» **TASK ITEM**:
Lines to restate from the data below: from the one containing "self.merged_regions.iter().find(|m| m.overlaps(region))" to the one containing "A, 27 = AA).", both included. Give them again exactly, and only them.

» **SOURCE DATA**:
○ ○ ○ ○ ○ ○ ○

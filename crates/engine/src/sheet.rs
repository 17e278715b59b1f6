// Sheet model: sparse cells, merged regions, column/row dimensions.
//
// Rows and columns are 1-based throughout (A1 = (1, 1)). The io layer
// converts to the 0-based coordinates used by calamine and rust_xlsxwriter.

use std::collections::BTreeMap;
use std::fmt;

use serde::{Deserialize, Serialize};

use crate::cell::{Cell, CellFormat, CellValue};

/// A rectangular merged cell region (inclusive bounds, 1-based).
///
/// The top-left cell is the anchor and holds the region's value and format.
#[derive(Debug, Clone, Copy, PartialEq, Eq, Hash, Serialize, Deserialize)]
pub struct MergedRegion {
    pub min_row: usize,
    pub min_col: usize,
    pub max_row: usize,
    pub max_col: usize,
}

impl MergedRegion {
    pub fn new(min_row: usize, min_col: usize, max_row: usize, max_col: usize) -> Self {
        Self { min_row, min_col, max_row, max_col }
    }

    pub fn anchor(&self) -> (usize, usize) {
        (self.min_row, self.min_col)
    }

    pub fn contains(&self, row: usize, col: usize) -> bool {
        row >= self.min_row && row <= self.max_row && col >= self.min_col && col <= self.max_col
    }

    pub fn overlaps(&self, other: &MergedRegion) -> bool {
        self.min_row <= other.max_row
            && other.min_row <= self.max_row
            && self.min_col <= other.max_col
            && other.min_col <= self.max_col
    }

    /// Single-cell regions are legal in OOXML but carry no meaning.
    pub fn is_single_cell(&self) -> bool {
        self.min_row == self.max_row && self.min_col == self.max_col
    }

    pub fn is_valid(&self) -> bool {
        self.min_row >= 1 && self.min_col >= 1 && self.min_row <= self.max_row && self.min_col <= self.max_col
    }

    pub fn cell_count(&self) -> usize {
        (self.max_row - self.min_row + 1) * (self.max_col - self.min_col + 1)
    }

    /// Iterate every (row, col) covered by the region, anchor first.
    pub fn cells(&self) -> impl Iterator<Item = (usize, usize)> + '_ {
        (self.min_row..=self.max_row)
            .flat_map(move |r| (self.min_col..=self.max_col).map(move |c| (r, c)))
    }
}

impl fmt::Display for MergedRegion {
    fn fmt(&self, f: &mut fmt::Formatter<'_>) -> fmt::Result {
        write!(
            f,
            "{}:{}",
            cell_address(self.min_row, self.min_col),
            cell_address(self.max_row, self.max_col)
        )
    }
}

/// Rejected merge: the requested region intersects one already on the sheet.
#[derive(Debug, Clone, PartialEq, Eq)]
pub struct MergeConflict {
    pub requested: MergedRegion,
    pub existing: MergedRegion,
}

impl fmt::Display for MergeConflict {
    fn fmt(&self, f: &mut fmt::Formatter<'_>) -> fmt::Result {
        write!(f, "merge {} overlaps existing merge {}", self.requested, self.existing)
    }
}

impl std::error::Error for MergeConflict {}

#[derive(Debug, Clone, Default, Serialize, Deserialize)]
pub struct Sheet {
    pub name: String,
    cells: BTreeMap<(usize, usize), Cell>,
    merged_regions: Vec<MergedRegion>,
    /// Column index -> width in Excel character units
    pub col_widths: BTreeMap<usize, f64>,
    /// Row index -> height in points
    pub row_heights: BTreeMap<usize, f64>,
}

impl Sheet {
    pub fn new(name: &str) -> Self {
        Self {
            name: name.to_string(),
            ..Default::default()
        }
    }

    // ------------------------------------------------------------------
    // Cells
    // ------------------------------------------------------------------

    pub fn cell(&self, row: usize, col: usize) -> Option<&Cell> {
        self.cells.get(&(row, col))
    }

    /// Get or create the cell at (row, col).
    pub fn cell_mut(&mut self, row: usize, col: usize) -> &mut Cell {
        self.cells.entry((row, col)).or_default()
    }

    pub fn value(&self, row: usize, col: usize) -> &CellValue {
        static EMPTY: CellValue = CellValue::Empty;
        self.cells.get(&(row, col)).map(|c| &c.value).unwrap_or(&EMPTY)
    }

    /// Set a cell's value, keeping its format. Clears any formula.
    pub fn set_value(&mut self, row: usize, col: usize, value: impl Into<CellValue>) {
        let cell = self.cell_mut(row, col);
        cell.value = value.into();
        cell.formula = None;
    }

    pub fn set_formula(&mut self, row: usize, col: usize, formula: &str, cached: CellValue) {
        let cell = self.cell_mut(row, col);
        cell.formula = Some(formula.trim_start_matches('=').to_string());
        cell.value = cached;
    }

    pub fn format(&self, row: usize, col: usize) -> CellFormat {
        self.cells.get(&(row, col)).map(|c| c.format.clone()).unwrap_or_default()
    }

    pub fn set_format(&mut self, row: usize, col: usize, format: CellFormat) {
        self.cell_mut(row, col).format = format;
    }

    /// Apply an in-place edit to a cell's format, creating the cell if needed.
    pub fn update_format(&mut self, row: usize, col: usize, f: impl FnOnce(&mut CellFormat)) {
        f(&mut self.cell_mut(row, col).format);
    }

    /// Iterate over all materialised cells in row-major order.
    pub fn cells_iter(&self) -> impl Iterator<Item = (&(usize, usize), &Cell)> {
        self.cells.iter()
    }

    pub fn cell_count(&self) -> usize {
        self.cells.len()
    }

    /// True if every cell of `row` within 1..=max_col holds no value.
    pub fn is_row_empty(&self, row: usize) -> bool {
        self.cells
            .range((row, 0)..=(row, usize::MAX))
            .all(|(_, cell)| cell.value.is_empty())
    }

    /// Last row touched by any cell or merge (0 for an empty sheet).
    pub fn max_row(&self) -> usize {
        let cells = self.cells.keys().map(|(r, _)| *r).max().unwrap_or(0);
        let merges = self.merged_regions.iter().map(|m| m.max_row).max().unwrap_or(0);
        cells.max(merges)
    }

    /// Last column touched by any cell or merge (0 for an empty sheet).
    pub fn max_col(&self) -> usize {
        let cells = self.cells.keys().map(|(_, c)| *c).max().unwrap_or(0);
        let merges = self.merged_regions.iter().map(|m| m.max_col).max().unwrap_or(0);
        cells.max(merges)
    }

    // ------------------------------------------------------------------
    // Merged regions
    // ------------------------------------------------------------------

    pub fn merged_regions(&self) -> &[MergedRegion] {
        &self.merged_regions
    }

    /// Add a merged region. Fails if it overlaps an existing region.
    pub fn add_merge(&mut self, region: MergedRegion) -> Result<(), MergeConflict> {
        if let Some(existing) = self.merged_regions.iter().find(|m| m.overlaps(&region)) {
            return Err(MergeConflict { requested: region, existing: *existing });
        }
        self.merged_regions.push(region);
        Ok(())
    }

    /// Remove an exact region. Returns false if it was not present.
    pub fn remove_merge(&mut self, region: &MergedRegion) -> bool {
        let before = self.merged_regions.len();
        self.merged_regions.retain(|m| m != region);
        self.merged_regions.len() != before
    }

    pub fn merge_at(&self, row: usize, col: usize) -> Option<&MergedRegion> {
        self.merged_regions.iter().find(|m| m.contains(row, col))
    }

    /// First existing region that intersects `region`, if any.
    pub fn overlapping_merge(&self, region: &MergedRegion) -> Option<&MergedRegion> {
        self.merged_regions.iter().find(|m| m.overlaps(region))
    }

    /// A cell covered by a merge that is not the merge's anchor.
    pub fn is_merge_hidden(&self, row: usize, col: usize) -> bool {
        self.merge_at(row, col).is_some_and(|m| m.anchor() != (row, col))
    }
}

/// Convert a 1-based column index to letters (1 = A, 27 = AA).
pub fn col_to_letter(col: usize) -> String {
    let mut result = String::new();
    let mut n = col;
    while n > 0 {
        let rem = (n - 1) % 26;
        result.insert(0, (b'A' + rem as u8) as char);
        n = (n - 1) / 26;
    }
    result
}

/// 1-based (row, col) to an A1 address.
pub fn cell_address(row: usize, col: usize) -> String {
    format!("{}{}", col_to_letter(col), row)
}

○ ○ ○ ○ ○ ○ ○

» **WRITTEN RESPONSE**:
        self.merged_regions.iter().find(|m| m.overlaps(region))
    }

    /// A cell covered by a merge that is not the merge's anchor.
    pub fn is_merge_hidden(&self, row: usize, col: usize) -> bool {
        self.merge_at(row, col).is_some_and(|m| m.anchor() != (row, col))
    }
}

/// Convert a 1-based column index to letters (1 = A, 27 = AA).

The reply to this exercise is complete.